Dear Mary Alice:
I can understand your hesitation and desire to keep the walls up, after all, as you stated, everyone you have trusted before has hurt you. For me, I think that is one of the triggers. I want to hurt myself before anyone else hurts me again.
It took me a long time to get out of denial and to reach out. After all, I thought (and truly believed at the time) that I had the perfect life. That I deserved to suffer because I had too much good.
Let me share with you probably some of the most valuable advice I have heard since I began seeing my T 6 1/2 years ago. "Recovery goes so much better when symptoms are out of the way"; "You can never have too much if you are grateful"; While these may not be pertinent to you, I thought I'd at least share them because I wish people had told me this years ago even though it seems so obvious now.
I am glad your T can see right through you because all I want for myself is for somebody to know the true me (this tells me it is possible)...not the person I had pretended to be for so long....

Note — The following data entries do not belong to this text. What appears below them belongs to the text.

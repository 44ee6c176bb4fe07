//! Cycle accumulation for active-learning runs
//!
//! Each cycle's fresh rows are appended to the previous cycle's combined
//! rows, kind by kind, so row `i` of every combined file still refers to the
//! same sample.

pub mod accumulator;
pub mod layout;

pub use accumulator::{verify_aligned, Accumulation, CycleAccumulator};
pub use layout::{CycleLayout, GEN_FF_DIR};
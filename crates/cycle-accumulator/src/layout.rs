//! Cycle directory layout
//!
//! Cycle `k` keeps its regression inputs in `<root>/ALC-<k>/GEN_FF/`, with
//! the fresh and combined sets side by side.

use std::path::{Path, PathBuf};

use fit_core::{Cycle, FileSet};
use row_store::LocalStore;

/// Working directory of the regression step within a cycle
pub const GEN_FF_DIR: &str = "GEN_FF";

#[derive(Debug, Clone, PartialEq, Eq)]
pub struct CycleLayout {
    root: PathBuf,
}

impl CycleLayout {
    pub fn new(root: impl Into<PathBuf>) -> Self {
        Self { root: root.into() }
    }

    pub fn root(&self) -> &Path {
        &self.root
    }

    /// `<root>/ALC-<k>`
    pub fn cycle_dir(&self, cycle: Cycle) -> PathBuf {
        self.root.join(format!("ALC-{}", cycle))
    }

    /// `<root>/ALC-<k>/GEN_FF`
    pub fn gen_ff_dir(&self, cycle: Cycle) -> PathBuf {
        self.cycle_dir(cycle).join(GEN_FF_DIR)
    }

    pub fn store(&self, cycle: Cycle) -> LocalStore {
        LocalStore::new(self.gen_ff_dir(cycle))
    }

    pub fn fresh(&self, cycle: Cycle) -> FileSet {
        FileSet::fresh(self.gen_ff_dir(cycle))
    }

    pub fn combined(&self, cycle: Cycle) -> FileSet {
        FileSet::combined(self.gen_ff_dir(cycle))
    }
}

If your T is "pushing" you a little too hard or covering too much ground too fast, it is OK to ask him to slow down or take "baby steps". For a while, my T and I didn't talk about "deep" issues because she knew at that point I couldn't handle it. On the other hand, some day she pushes me and I almost welcome it because without her prodding I wouldn't be able to reveal the issues on my own, voluntarily.
I personally believe the more that I want to pull away from my therapist, it is because I am on the "verge" of some major revelation and I am just overcome with fear. She keeps telling me it is in the past and can not hurt me any longer. Personally, I don't quite agree since memories can still hurt, but I have learned new tools, have new support systems, and have changed myself (despite my efforts at trying to change others which of course almost invariably fails).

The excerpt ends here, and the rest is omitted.